Lee covers a great deal in a relatively short space (less than 300 pages), from a brief history of AI technology to the basics of how AI systems operate, all in the context of China’s tech ecosystem and the entrepreneurs who made it happen. AI Superpowers takes a complicated topic and makes it both entertaining and easy for laypeople to understand. The future of AI might well be the future of the world; use this book to make your acquaintance.
— Elliott Zaagman
26. Four Hundred Million Customers
Carl Crow (Harper & Brothers, 1937)
When Missourian Carl Crow stepped onto the shore of Shanghai’s Bund in the summer of 1911, his only credo as he arrived was to “just have fun.” He did, and along the way saw a dynasty fall, a republic rise, warlords run rampant, and Shanghai boom.
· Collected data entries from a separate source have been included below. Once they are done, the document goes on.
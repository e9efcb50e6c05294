use anyhow::Result;
use async_trait::async_trait;
use avatar_core::retrieval::{
    RetrievalClient, VectorStore,
    pinecone::{Embedder, PineconeStore},
};
use serde_json::json;
use std::sync::Arc;
use std::time::Duration;
use wiremock::matchers::{body_partial_json, header, method, path};
use wiremock::{Mock, MockServer, ResponseTemplate};

struct StaticEmbedder;

#[async_trait]
impl Embedder for StaticEmbedder {
    async fn embed(&self, _text: &str) -> Result<Vec<f32>> {
        Ok(vec![0.5, 0.25, 0.125])
    }
}

#[tokio::test]
async fn test_pinecone_query_maps_matches_to_passages() {
    let mock_server = MockServer::start().await;

    Mock::given(method("POST"))
        .and(path("/query"))
        .and(header("Api-Key", "test-key"))
        .and(body_partial_json(json!({
            "vector": [0.5, 0.25, 0.125],
            "topK": 1,
            "includeMetadata": true
        })))
        .respond_with(ResponseTemplate::new(200).set_body_json(json!({
            "matches": [{
                "id": "doc-7#3",
                "score": 0.87,
                "metadata": { "text": "The museum opens at 9am.", "source": "visitor-guide.pdf" }
            }],
            "namespace": ""
        })))
        .expect(1)
        .mount(&mock_server)
        .await;

    let store = PineconeStore::new(&mock_server.uri(), "test-key".into(), Arc::new(StaticEmbedder));
    let passages = store.similarity_search("When do you open?", 1).await.unwrap();

    assert_eq!(passages.len(), 1);
    assert_eq!(passages[0].content, "The museum opens at 9am.");
    assert_eq!(passages[0].source, "visitor-guide.pdf");
    assert_eq!(passages[0].rank, 1);
}

#[tokio::test]
async fn test_pinecone_source_falls_back_to_vector_id() {
    let mock_server = MockServer::start().await;

    Mock::given(method("POST"))
        .and(path("/query"))
        .respond_with(ResponseTemplate::new(200).set_body_json(json!({
            "matches": [{ "id": "doc-1", "metadata": { "text": "Hello" } }]
        })))
        .mount(&mock_server)
        .await;

    let store = PineconeStore::new(&mock_server.uri(), "test-key".into(), Arc::new(StaticEmbedder));
    let passages = store.similarity_search("hi", 1).await.unwrap();
    assert_eq!(passages[0].source, "doc-1");
    assert_eq!(passages[0].score, None);
}

#[tokio::test]
async fn test_pinecone_error_status_is_an_error() {
    let mock_server = MockServer::start().await;

    Mock::given(method("POST"))
        .and(path("/query"))
        .respond_with(ResponseTemplate::new(500))
        .mount(&mock_server)
        .await;

    let store = PineconeStore::new(&mock_server.uri(), "test-key".into(), Arc::new(StaticEmbedder));
    assert!(store.similarity_search("hi", 1).await.is_err());
}

#[tokio::test]
async fn test_retrieval_client_degrades_on_backend_error() {
    let mock_server = MockServer::start().await;

    Mock::given(method("POST"))
        .and(path("/query"))
        .respond_with(ResponseTemplate::new(503))
        .mount(&mock_server)
        .await;

    let store = PineconeStore::new(&mock_server.uri(), "test-key".into(), Arc::new(StaticEmbedder));
    let client = RetrievalClient::new(Arc::new(store), Duration::from_secs(5));
    assert_eq!(client.query("hi").await, None);
}

#[tokio::test]
async fn test_describe_index_host() {
    let mock_server = MockServer::start().await;

    Mock::given(method("GET"))
        .and(path("/indexes/avatar-docs"))
        .and(header("Api-Key", "test-key"))
        .respond_with(ResponseTemplate::new(200).set_body_json(json!({
            "name": "avatar-docs",
            "dimension": 1536,
            "host": "avatar-docs-abc123.svc.aped-4627-b74a.pinecone.io"
        })))
        .mount(&mock_server)
        .await;

    let host = PineconeStore::describe_index_host(&mock_server.uri(), "test-key", "avatar-docs")
        .await
        .unwrap();
    assert_eq!(host, "https://avatar-docs-abc123.svc.aped-4627-b74a.pinecone.io");
}

#[tokio::test]
async fn test_describe_missing_index_fails() {
    let mock_server = MockServer::start().await;

    Mock::given(method("GET"))
        .and(path("/indexes/missing"))
        .respond_with(ResponseTemplate::new(404))
        .mount(&mock_server)
        .await;

    let result =
        PineconeStore::describe_index_host(&mock_server.uri(), "test-key", "missing").await;
    assert!(result.is_err());
}
//! Turn Orchestrator
//!
//! Drives one realtime session through its phases:
//!
//! ```text
//! Connecting -> Configuring -> AwaitingInput -> TurnInFlight -> Decoding -> AwaitingInput ...
//!                    \______________________________^
//! any phase -> Terminal (transport failure or end of input)
//! ```
//!
//! At most one turn is ever in flight. The orchestrator only reads human
//! input after the previous turn's completion event has been decoded and
//! rendered, so the human sets the pace.

use crate::provider::{self, Inbound};
use async_trait::async_trait;
use avatar_core::{
    prompt::PromptComposer,
    reply::{Reply, ReplyDecoder},
    retrieval::RetrievalClient,
    turn::{Turn, TurnCounter, TurnId, TurnStatus},
};
use openai_realtime::{ClientEvent, ConnectionState, RealtimeError, RealtimeTransport};
use std::io;
use tracing::{Instrument, debug, error, info, info_span, warn};

/// Source of human input.
#[async_trait]
pub trait UserInput: Send {
    /// Asks the human for the next message.
    async fn prompt(&mut self) -> io::Result<()>;

    /// The next line of input, or `None` at end of input. Must be
    /// cancel-safe.
    async fn next_line(&mut self) -> io::Result<Option<String>>;
}

/// Consumer of decoded replies.
pub trait Renderer: Send {
    fn render(&mut self, turn: &Turn<ClientEvent>, reply: &Reply) -> io::Result<()>;
}

#[derive(Debug, Clone, Copy, PartialEq, Eq)]
pub enum Phase {
    Connecting,
    Configuring,
    AwaitingInput,
    TurnInFlight,
    Decoding,
    Terminal,
}

/// Failures that end the run.
#[derive(Debug, thiserror::Error)]
pub enum OrchestratorError {
    #[error("realtime transport failed: {0}")]
    Transport(#[from] RealtimeError),
    #[error("terminal I/O failed: {0}")]
    Io(#[from] io::Error),
    #[error("transport is not open (state: {0:?})")]
    NotConnected(ConnectionState),
    #[error("turn {0} is still in flight")]
    TurnOutstanding(TurnId),
}

/// Totals reported when a run ends without a fatal error.
#[derive(Debug, Clone, Copy, Default, PartialEq, Eq)]
pub struct RunSummary {
    pub turns_completed: u64,
    pub turns_failed: u64,
    /// Failed-status events seen across all turns, including ones whose
    /// turn later completed normally.
    pub failure_events: u64,
}

pub struct Orchestrator<T, I, R> {
    transport: T,
    composer: PromptComposer,
    retrieval: Option<RetrievalClient>,
    decoder: ReplyDecoder,
    input: I,
    renderer: R,
    greeting: Option<String>,
    phase: Phase,
    turn: Option<Turn<ClientEvent>>,
    turn_ids: TurnCounter,
    summary: RunSummary,
}

impl<T, I, R> Orchestrator<T, I, R>
where
    T: RealtimeTransport,
    I: UserInput,
    R: Renderer,
{
    pub fn new(transport: T, composer: PromptComposer, input: I, renderer: R) -> Self {
        Self {
            transport,
            composer,
            retrieval: None,
            decoder: ReplyDecoder::default(),
            input,
            renderer,
            greeting: None,
            phase: Phase::Connecting,
            turn: None,
            turn_ids: TurnCounter::default(),
            summary: RunSummary::default(),
        }
    }

    /// Enables retrieval augmentation.
    pub fn with_retrieval(mut self, retrieval: RetrievalClient) -> Self {
        self.retrieval = Some(retrieval);
        self
    }

    /// Sends `greeting` as a synthetic first turn once the session is
    /// configured.
    pub fn with_greeting(mut self, greeting: Option<String>) -> Self {
        self.greeting = greeting;
        self
    }

    pub fn with_decoder(mut self, decoder: ReplyDecoder) -> Self {
        self.decoder = decoder;
        self
    }

    pub fn phase(&self) -> Phase {
        self.phase
    }

    pub fn summary(&self) -> RunSummary {
        self.summary
    }

    pub fn transport(&self) -> &T {
        &self.transport
    }

    /// Runs until end of input or a fatal error.
    pub async fn run(&mut self) -> Result<RunSummary, OrchestratorError> {
        while self.phase != Phase::Terminal {
            self.step().await?;
        }
        Ok(self.summary)
    }

    /// Closes the session from outside the loop, e.g. on an interrupt.
    pub async fn shutdown(&mut self) -> Result<(), OrchestratorError> {
        self.phase = Phase::Terminal;
        if let Some(turn) = self.turn.take().filter(|t| !t.is_terminal()) {
            warn!(turn_id = %turn.id, "Abandoning turn in flight");
        }
        self.transport.close().await?;
        Ok(())
    }

    /// Advances the state machine by one transition and returns the new
    /// phase. Any error moves the orchestrator to `Terminal`.
    pub async fn step(&mut self) -> Result<Phase, OrchestratorError> {
        let result = match self.phase {
            Phase::Connecting => self.confirm_open(),
            Phase::Configuring => self.configure().await,
            Phase::AwaitingInput => self.await_input().await,
            Phase::TurnInFlight => self.await_completion().await,
            Phase::Decoding => self.decode_and_render(),
            Phase::Terminal => Ok(Phase::Terminal),
        };
        match result {
            Ok(next) => {
                if next != self.phase {
                    debug!(from = ?self.phase, to = ?next, "Phase transition");
                }
                self.phase = next;
                Ok(next)
            }
            Err(e) => {
                error!(phase = ?self.phase, error = %e, "Conversation terminated");
                self.phase = Phase::Terminal;
                if self.transport.state() == ConnectionState::Open {
                    let _ = self.transport.close().await;
                }
                Err(e)
            }
        }
    }

    fn confirm_open(&self) -> Result<Phase, OrchestratorError> {
        match self.transport.state() {
            ConnectionState::Open => Ok(Phase::Configuring),
            other => Err(OrchestratorError::NotConnected(other)),
        }
    }

    async fn configure(&mut self) -> Result<Phase, OrchestratorError> {
        let session = self.composer.session_config();
        self.transport
            .send(&provider::session_update(&session))
            .await?;
        info!(
            placement = ?self.composer.placement(),
            temperature = session.temperature,
            retrieval = self.retrieval.is_some(),
            "Session configured"
        );

        match self.greeting.take() {
            Some(greeting) => {
                self.start_turn(greeting).await?;
                Ok(Phase::TurnInFlight)
            }
            None => Ok(Phase::AwaitingInput),
        }
    }

    async fn await_input(&mut self) -> Result<Phase, OrchestratorError> {
        self.input.prompt().await?;
        loop {
            tokio::select! {
                line = self.input.next_line() => {
                    match line? {
                        None => {
                            info!("End of input. Closing session.");
                            self.transport.close().await?;
                            return Ok(Phase::Terminal);
                        }
                        Some(text) if text.trim().is_empty() => {
                            self.input.prompt().await?;
                        }
                        Some(text) => {
                            self.start_turn(text.trim().to_string()).await?;
                            return Ok(Phase::TurnInFlight);
                        }
                    }
                }
                event = self.transport.next_event() => {
                    let event = event?;
                    debug!(
                        event_type = ?event.event_type(),
                        "Ignoring event received between turns"
                    );
                }
            }
        }
    }

    /// Composes and sends one turn as a content + trigger pair.
    async fn start_turn(&mut self, user_text: String) -> Result<(), OrchestratorError> {
        if let Some(turn) = &self.turn {
            return Err(OrchestratorError::TurnOutstanding(turn.id));
        }
        let id = self.turn_ids.next_id();
        let span = info_span!("turn", turn_id = %id);

        let context = match &self.retrieval {
            Some(retrieval) => retrieval.query(&user_text).instrument(span.clone()).await,
            None => None,
        };
        let generic = self.composer.compose_turn(&user_text, context.as_ref());
        let events = provider::turn_events(&generic);
        self.transport
            .send_batch(&events)
            .instrument(span.clone())
            .await?;
        span.in_scope(|| info!(with_context = context.is_some(), "Turn sent"));

        self.turn = Some(Turn::new(id, user_text, context, Vec::from(events)));
        Ok(())
    }

    async fn await_completion(&mut self) -> Result<Phase, OrchestratorError> {
        let event = self.transport.next_event().await?;
        let Some(turn) = self.turn.as_mut() else {
            warn!("No turn in flight; returning to input");
            return Ok(Phase::AwaitingInput);
        };
        let _span = info_span!("turn", turn_id = %turn.id).entered();
        turn.record_inbound(event.event_type().unwrap_or("<untyped>"));

        match provider::classify(&event) {
            Inbound::Completed(done) => {
                let failed = done.is_failed();
                if failed {
                    warn!(
                        details = ?event.status_details(),
                        "Response finished with failed status"
                    );
                }
                if let Some(usage) = &done.usage {
                    info!(
                        total_tokens = usage.total_tokens,
                        input_tokens = usage.input_tokens,
                        output_tokens = usage.output_tokens,
                        "Response complete"
                    );
                }
                turn.complete(done.text, failed);
                Ok(Phase::Decoding)
            }
            Inbound::ResponseFailed(details) => {
                turn.failures_observed += 1;
                warn!(?details, "Response reported failed status; awaiting completion");
                Ok(Phase::TurnInFlight)
            }
            Inbound::Error(message) => {
                warn!(%message, "Server reported an error");
                Ok(Phase::TurnInFlight)
            }
            Inbound::Other(kind) => {
                debug!(event_type = %kind, "Inbound event");
                Ok(Phase::TurnInFlight)
            }
        }
    }

    fn decode_and_render(&mut self) -> Result<Phase, OrchestratorError> {
        let Some(turn) = self.turn.take() else {
            return Ok(Phase::AwaitingInput);
        };
        let _span = info_span!("turn", turn_id = %turn.id).entered();
        let reply = self
            .decoder
            .decode(turn.raw_reply.as_deref().unwrap_or_default());
        if reply.is_fallback() {
            warn!("Rendering fallback segment");
        }
        self.renderer.render(&turn, &reply)?;

        match turn.status {
            TurnStatus::Failed => self.summary.turns_failed += 1,
            _ => self.summary.turns_completed += 1,
        }
        self.summary.failure_events += u64::from(turn.failures_observed);
        info!(
            status = ?turn.status,
            segments = reply.segments().len(),
            user_chars = turn.user_text.chars().count(),
            context_source = turn.context.as_ref().map(|c| c.source.as_str()),
            failures_observed = turn.failures_observed,
            inbound_events = turn.inbound.len(),
            "Turn finished"
        );
        Ok(Phase::AwaitingInput)
    }
}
He launched newspapers, magazines, and an advertising agency, and was instrumental in creating the legendary Shanghai calendar girl. He learnt every trick of the China trade — got fooled plenty, dreadfully let down, became quite rich, was surprisingly supported, and made a lot of friends. He compiled all the lessons he learned — from protecting your valuable IP to understanding the uselessness of any paper contract; from guanxi to bribery; and most of all, the unrealistic dreams of the foreign businessman who, when they thought of China, saw only vast profits on the horizon and missed the poverty, local competition, and nonexistent infrastructure — and put them down in his 1937 book, Four Hundred Million Customers, which became a New York Times bestseller, was universally praised, and became the handbook for American business in China, translated into a couple of dozen languages. And then…war, revolution, Maoism. It was to be 50 years before Western business came back to China. Having largely forgotten Crow, they had to learn all those lessons again, the hard way. If only they’d looked at their grandfather’s bookshelves.